AMENDMENT NO. 1 TO LOAN AGREEMENT
AMENDMENT NO. 1 TO LOAN AGREEMENT
THIS AMENDMENT NO. 1 to the Loan Agreement dated May 16, 2006 between ICP SOLAR TECHNOLOGIES INC. (“ICP”) and FC FINANCIAL SERVICES INC. (“FC”) (the “Loan Agreement”) is entered into as of July 4, 2006 by FC and ICP.
WHEREAS:
A. FC provided a loan in the principal amount of US$1,000,000 (the “Loan”) to ICP pursuant to the terms of the Loan Agreement;
B. ICP has requested an additional loan of US$500,000 and FC has agreed to lend such sum to ICP subject to the terms and upon the conditions hereinafter set forth.
NOW THEREFORE THIS AGREEMENT WITNESSES that in consideration of the premises contained herein and for other good and valuable consideration, the parties agree as follows:
1. Definitions. Terms used herein and not otherwise defined shall have the meanings set forth in the Loan Agreement.

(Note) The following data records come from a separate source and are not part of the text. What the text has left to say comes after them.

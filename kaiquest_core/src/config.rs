//! Configuration file support for Kaiquest.
//!
//! Configuration is loaded from `$XDG_CONFIG_HOME/kaiquest/config.toml`.

use crate::{Error, Result};
use serde::{Deserialize, Serialize};
use std::path::{Path, PathBuf};

/// Application configuration
#[derive(Clone, Debug, Serialize, Deserialize, Default)]
pub struct Config {
    #[serde(default)]
    pub data: DataConfig,

    #[serde(default)]
    pub dedup: DedupConfig,

    #[serde(default)]
    pub assist: AssistConfig,
}

/// Data storage configuration
#[derive(Clone, Debug, Serialize, Deserialize)]
pub struct DataConfig {
    #[serde(default = "default_data_dir")]
    pub data_dir: PathBuf,
}

impl Default for DataConfig {
    fn default() -> Self {
        Self {
            data_dir: default_data_dir(),
        }
    }
}

/// Kai deduplication parameters
#[derive(Clone, Debug, Serialize, Deserialize)]
pub struct DedupConfig {
    /// Similarity at or above which two kai phrases merge
    #[serde(default = "default_similarity_threshold")]
    pub similarity_threshold: f64,
}

impl Default for DedupConfig {
    fn default() -> Self {
        Self {
            similarity_threshold: default_similarity_threshold(),
        }
    }
}

/// Text-completion collaborator configuration
#[derive(Clone, Debug, Serialize, Deserialize)]
pub struct AssistConfig {
    /// Master switch; when false every assist feature uses its fallback
    #[serde(default)]
    pub enabled: bool,

    /// Model used for free-form text completions
    #[serde(default = "default_model_text")]
    pub model_text: String,

    /// Model used for JSON-shaped completions
    #[serde(default = "default_model_json")]
    pub model_json: String,
}

impl Default for AssistConfig {
    fn default() -> Self {
        Self {
            enabled: false,
            model_text: default_model_text(),
            model_json: default_model_json(),
        }
    }
}

// Default value functions
fn default_data_dir() -> PathBuf {
    let base = dirs::data_local_dir().unwrap_or_else(|| {
        let home = std::env::var("HOME").unwrap_or_else(|_| ".".into());
        PathBuf::from(home).join(".local/share")
    });
    base.join("kaiquest")
}

fn default_similarity_threshold() -> f64 {
    crate::kai::DEFAULT_THRESHOLD
}

fn default_model_text() -> String {
    "flash-lite".into()
}

fn default_model_json() -> String {
    "flash-lite".into()
}

impl Config {
    /// Load configuration from the standard config path
    pub fn load() -> Result<Self> {
        let config_path = Self::default_config_path();
        if config_path.exists() {
            Self::load_from(&config_path)
        } else {
            tracing::info!(
                "No config file found at {:?}, using defaults",
                config_path
            );
            Ok(Self::default())
        }
    }

    /// Load configuration from a specific path
    pub fn load_from(path: &Path) -> Result<Self> {
        let contents = std::fs::read_to_string(path)?;
        let config: Config = toml::from_str(&contents)?;
        config.validate()?;
        tracing::info!("Loaded config from {:?}", path);
        Ok(config)
    }

    /// Get the default config file path
    pub fn default_config_path() -> PathBuf {
        let base = dirs::config_dir().unwrap_or_else(|| {
            let home = std::env::var("HOME").unwrap_or_else(|_| ".".into());
            PathBuf::from(home).join(".config")
        });
        base.join("kaiquest").join("config.toml")
    }

    /// Save the current configuration to a specific path
    pub fn save_to(&self, path: &Path) -> Result<()> {
        if let Some(parent) = path.parent() {
            std::fs::create_dir_all(parent)?;
        }

        let contents = toml::to_string_pretty(self)
            .map_err(|e| Error::Config(format!("Failed to serialize config: {}", e)))?;
        std::fs::write(path, contents)?;
        tracing::info!("Saved config to {:?}", path);
        Ok(())
    }

    fn validate(&self) -> Result<()> {
        let threshold = self.dedup.similarity_threshold;
        if !(0.0..=1.0).contains(&threshold) {
            return Err(Error::Config(format!(
                "dedup.similarity_threshold must be within [0.0, 1.0], got {}",
                threshold
            )));
        }
        Ok(())
    }
}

2. Amendments. Effective as of the date hereof:
(a) |
The term “Loan” shall be amended and restated as follows: (c) “Loan” means the loan of $1,500,000 (US) to be made by the Lender to the Borrower in accordance with this Agreement; and | |
(b) |
The term “Principal Sum” shall be amended and restated as follows: (e) “Principal Sum” means the sum of $1,500,000 (US). |
3. No Other Modification. The parties confirm that the terms, covenants and conditions of the Loan Agreement remain unchanged and in full force and effect, except as modified by this Amendment No. 1.
4. Headings. The headings of the various sections of this Amendment No. 1 have been inserted for convenience of reference only and shall not be deemed to be part of this Amendment No. 1.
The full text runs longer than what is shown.